How to get started: Just start playing the music you think everyone will like. Or try free Internet radio services, such as Pandora, which you can program with stations based on a favorite artist, song, or genre. It's best to introduce music when the person you're caring for isn't agitated or already preoccupied, since excess stimulation could have a reverse effect.
3. Eat together
The simple acting of eating can be a powerful mood booster. The mood-enhancing properties of dark chocolate have been touted for years, but sitting down with someone to an afternoon cup of tea and a piece of chocolate packs a double punch: It gives you the chance to take a physical break and helps you make an emotional connection to the person eating with you.
How to get started: Start by putting together a list of foods the person you're caring for likes and try to integrate them -- or healthy versions of them -- into your weekly meal planning. Keep healthy snacks on hand, such as carrots, yogurt, or nuts. If eating problems have created historically unhappy mealtimes for the person in your care, try having a sit-down chat at the main table -- without food. Just open up the paper and find some headlines to talk over.
4. Find the hammer that cracks a smile
People get cranky for a lot of reasons: physical aches or chronic pain, an unhappy life situation, having too much to do and not enough time to rest and recharge. And some of us just have a less-than-upbeat personality. But most people will crack a smile over something: babies, dogs, cats, or children -- even if they've been in a bad mood for what seems like forever. And here's good news: A recent study found that even in people with memory loss, the feeling of happiness often lasts longer than whatever triggered it. When a person with memory loss watches an old episode of I Love Lucy, for example, the smile lingers long after the show has ended.
One San Francisco Bay Area family, whose grandmother has Alzheimer's and lives with them for a few weeks at a time, enjoys sitting down to watch Two and a Half Men. Even though the grandmother often doesn't quite hear or understand all the dialogue, she cracks up just watching as the rest of the family laughs to tears over the week's antics.

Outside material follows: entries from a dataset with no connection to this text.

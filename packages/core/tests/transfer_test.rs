//! Cross-board transfer tests
//!
//! Covers the happy path (atomic move, cache reconciliation, destination
//! activation), geometry reassignment at the destination, and the no-op
//! failure path.

mod support;

#[cfg(test)]
mod transfer_tests {
    use crate::support::{board_with_store, flaky_store, seeded_store, OWNER};
    use corkboard_core::models::Position;
    use corkboard_core::services::StoreError;
    use corkboard_core::PersistenceGateway;

    #[tokio::test]
    async fn test_transfer_moves_note_exactly_once() {
        let (mut store, _gateway) = seeded_store();
        let source = board_with_store(&mut store, "Source").await;
        let dest = store.create_board(OWNER, "Dest").await.unwrap();
        let note = store.create_note(OWNER, "Traveler", "").await.unwrap();

        store
            .move_note_to_board(&note.id, &dest.id, Some(Position::new(30.0, 40.0)))
            .await
            .unwrap();

        // gone from the source side
        assert!(store
            .cached_notes(&source.id)
            .unwrap()
            .iter()
            .all(|n| n.id != note.id));

        // present exactly once at the destination, which is now active
        let dest_cache = store.cached_notes(&dest.id).unwrap();
        assert_eq!(
            dest_cache.iter().filter(|n| n.id == note.id).count(),
            1
        );
        assert_eq!(store.active_board_id(), Some(dest.id.as_str()));
        assert_eq!(store.notes().len(), 1);

        let moved = store.note(&note.id).unwrap();
        assert_eq!(moved.board_id, dest.id);
        assert_eq!(moved.position, Position::new(30.0, 40.0));
    }

    #[tokio::test]
    async fn test_transfer_assigns_fresh_tilt_and_top_z() {
        let (mut store, _gateway) = seeded_store();
        board_with_store(&mut store, "Source").await;
        let note = store.create_note(OWNER, "Traveler", "").await.unwrap();

        // populate the destination cache with two notes (z 1 and 2)
        let dest = store.create_board(OWNER, "Dest").await.unwrap();
        store.set_active_board(&dest.id);
        store.load_notes(OWNER, &dest.id, false).await.unwrap();
        store.create_note(OWNER, "One", "").await.unwrap();
        store.create_note(OWNER, "Two", "").await.unwrap();

        store
            .move_note_to_board(&note.id, &dest.id, None)
            .await
            .unwrap();

        let moved = store.note(&note.id).unwrap();
        assert_eq!(moved.z_index, 3, "tops the destination cache");
        assert!(moved.rotation.abs() <= 5.0, "tilt stays in range");
        // synthesized drop position lands in the default drop region
        assert!(moved.position.x >= 0.0 && moved.position.x <= 240.0);
        assert!(moved.position.y >= 0.0 && moved.position.y <= 400.0);
    }

    #[tokio::test]
    async fn test_transfer_to_uncached_board_starts_z_at_one() {
        let (mut store, _gateway) = seeded_store();
        board_with_store(&mut store, "Source").await;
        let note = store.create_note(OWNER, "Traveler", "").await.unwrap();
        let dest = store.create_board(OWNER, "Dest").await.unwrap();

        store
            .move_note_to_board(&note.id, &dest.id, None)
            .await
            .unwrap();

        assert_eq!(store.note(&note.id).unwrap().z_index, 1);
    }

    #[tokio::test]
    async fn test_transfer_drops_stale_dirty_mark() {
        let (mut store, _gateway) = seeded_store();
        board_with_store(&mut store, "Source").await;
        let note = store.create_note(OWNER, "Traveler", "").await.unwrap();
        store.update_note_position(&note.id, Position::new(9.0, 9.0));
        assert!(store.is_dirty(&note.id));

        let dest = store.create_board(OWNER, "Dest").await.unwrap();
        store
            .move_note_to_board(&note.id, &dest.id, None)
            .await
            .unwrap();

        // the move persisted authoritative geometry; nothing left to flush
        assert!(!store.is_dirty(&note.id));
    }

    #[tokio::test]
    async fn test_transfer_failure_is_a_local_noop() {
        let (mut store, gateway) = flaky_store();
        let source = board_with_store(&mut store, "Source").await;
        let dest = store.create_board(OWNER, "Dest").await.unwrap();
        let note = store.create_note(OWNER, "Stuck", "").await.unwrap();

        gateway.fail_on("move_note");
        let result = store
            .move_note_to_board(&note.id, &dest.id, None)
            .await;

        assert!(matches!(result, Err(StoreError::TransferFailed { .. })));
        // prior board assignment stands, locally and persisted
        assert_eq!(store.active_board_id(), Some(source.id.as_str()));
        assert_eq!(store.note(&note.id).unwrap().board_id, source.id);
        assert_eq!(store.cached_notes(&source.id).unwrap().len(), 1);
        assert!(store.cached_notes(&dest.id).is_none());
        let persisted = gateway.get_note_by_id(&note.id).await.unwrap();
        assert_eq!(persisted.board_id, source.id);
        assert!(store.last_error().is_some());
    }

    #[tokio::test]
    async fn test_transfer_switches_live_notes_to_destination_cache() {
        let (mut store, _gateway) = seeded_store();
        board_with_store(&mut store, "Source").await;
        store.create_note(OWNER, "Stays", "").await.unwrap();
        let traveler = store.create_note(OWNER, "Traveler", "").await.unwrap();
        let dest = store.create_board(OWNER, "Dest").await.unwrap();

        store
            .move_note_to_board(&traveler.id, &dest.id, None)
            .await
            .unwrap();

        let titles: Vec<&str> = store.notes().iter().map(|n| n.title.as_str()).collect();
        assert_eq!(titles, vec!["Traveler"]);
    }
}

How to get started: Try playing classic comedies, such as Abbot and Costello or the original Pink Panther movies. Bring in visitors who have a way of making everyone feel good. Or consider getting a pet. (If that's not an option, turn on your computer and download some slide shows of puppies, an aquarium screensaver, or other smile-inducing shots.) If grandchildren can't get home to visit, consider buying a digital photo frame and upload their photos so their grandparent can see what the kids are up to.
5. Keep things positive
This can get hokey, but once you find what works for your family, it has the potential to become tradition. Next time you're at the store, pick up some birthday candles and a pack of matches. You can turn anything into a celebration by dimming the lights, sticking a candle in a piece of food, and presenting it to someone who could use an emotional boost.

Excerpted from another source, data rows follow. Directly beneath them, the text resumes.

//! Corkboard Spatial Engine
//!
//! This crate owns the authoritative in-memory model of notes and boards
//! for a corkboard-style notes application: notes are pinned to named
//! boards, dragged into arbitrary positions, resized, tilted and moved
//! between boards. The engine mediates every mutation, decides what is
//! persisted and when, and protects the invariants that make the model
//! subtle: z-order consistency, dirty-versus-saved divergence,
//! cross-board transfer atomicity and non-overlapping placement.
//!
//! # Architecture
//!
//! - **Optimistic geometry, deferred persistence**: drag-frequency
//!   mutations apply synchronously in memory and are flushed later as one
//!   explicit batch
//! - **Gateway abstraction**: persistence is an async trait; the engine
//!   never talks to a concrete store
//! - **Single cooperative writer**: store methods take `&mut self`, so
//!   mutations never interleave and gateway calls are the only
//!   suspension points
//!
//! # Modules
//!
//! - [`models`] - data structures (Note, Board, patches)
//! - [`geometry`] - pure point/rectangle utilities
//! - [`gateway`] - persistence trait, error type and in-memory backend
//! - [`services`] - the spatial store, transfer protocol and layout
//!   algorithms
//! - [`telemetry`] - tracing subscriber setup for hosts

pub mod gateway;
pub mod geometry;
pub mod models;
pub mod services;
pub mod telemetry;

// Re-export commonly used types
pub use gateway::{GatewayError, MemoryGateway, PersistenceGateway};
pub use models::{Board, BoardOrder, BoardPatch, GeometryUpdate, Note, NotePatch, Position, SizeCategory};
pub use services::{LayoutConfig, SpatialStore, StoreError};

One caregiver in Fresno, California, says she does this quite often with her mom, who has Alzheimer's. She sings a quick ditty to the tune of "The Farmer in the Dell": "We had a good day! We had a good day! Hi-ho the dairy-o, we had a good day!" She says her mom's face lights up, she claps, and it's an easy way to change her mood, especially if they've been having a less-than-stellar day.

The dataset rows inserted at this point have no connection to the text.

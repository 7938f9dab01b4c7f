//! Cross-board note transfer
//!
//! Moves a note to another board in one atomic gateway update, then
//! reconciles the caches on both sides and activates the destination.
//! During the reconciliation window the note is briefly absent from both
//! live caches; it is never duplicated in persisted state because the
//! board reference and geometry are rewritten together by the backend.

use crate::models::Position;
use crate::services::error::StoreError;
use crate::services::spatial_store::SpatialStore;
use rand::Rng;

impl SpatialStore {
    /// Move a note onto `dest_board_id`.
    ///
    /// The drop position is the caller's if supplied, otherwise a random
    /// point inside the configured drop region. The note also receives a
    /// fresh random tilt and the top z-index of the destination board's
    /// cache (an uncached destination counts as empty).
    ///
    /// On success the note leaves the source board's cache and live list,
    /// is refetched by id for the authoritative server-stamped copy,
    /// joins the destination cache, loses any pending dirty mark (its
    /// geometry was just persisted, and resending it would target the old
    /// board), and the destination becomes the active board.
    ///
    /// On failure nothing local is mutated; the persisted state is
    /// equally untouched, so failure is a no-op rather than a half-move.
    /// The authoritative refetch does mean a drag racing its own
    /// transfer can be overwritten by the fetched copy; the presentation
    /// layer must disable drag on a note while its transfer is in flight.
    pub async fn move_note_to_board(
        &mut self,
        note_id: &str,
        dest_board_id: &str,
        position: Option<Position>,
    ) -> Result<(), StoreError> {
        let position = position.unwrap_or_else(|| Position {
            x: self.rng.gen::<f64>() * self.config.drop_region.width,
            y: self.rng.gen::<f64>() * self.config.drop_region.height,
        });
        let rotation = (self.rng.gen::<f64>() * 2.0 - 1.0) * self.config.max_transfer_tilt;
        let dest_top_z = self
            .board_cache
            .get(dest_board_id)
            .map(|notes| notes.iter().map(|n| n.z_index).fold(0, i64::max))
            .unwrap_or(0);

        self.begin();
        if let Err(e) = self
            .gateway
            .move_note(
                note_id,
                dest_board_id,
                Some(position),
                Some(rotation),
                Some(dest_top_z + 1),
            )
            .await
        {
            return self.fail(StoreError::transfer_failed(note_id, e));
        }

        // drop the note from the source side
        if let Some(source_id) = self.active_board_id.clone() {
            if let Some(cached) = self.board_cache.get_mut(&source_id) {
                cached.retain(|n| n.id != note_id);
            }
        }
        self.notes.retain(|n| n.id != note_id);
        self.dirty_note_ids.remove(note_id);

        // authoritative copy; guards fields the engine does not track
        let fetched = match self.gateway.get_note_by_id(note_id).await {
            Ok(note) => note,
            Err(e) => return self.fail(StoreError::transfer_failed(note_id, e)),
        };

        tracing::info!(note_id, dest_board_id, "moved note across boards");
        let cached = self.board_cache.entry(dest_board_id.to_string()).or_default();
        cached.push(fetched);
        self.notes = cached.clone();
        self.active_board_id = Some(dest_board_id.to_string());
        self.finish();
        Ok(())
    }
}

How to get started: If your household is large, a good way to check in at the dinner table could be to take turns saying what each person is grateful for. Or just remind yourself: A woman in Boston who's caring for her aging father says she keeps little post-it notes next to her mirror that remind her of all the good things she has in her life. She says it's a helpful way to remember that starting the day off with a smile is really the only way to do it.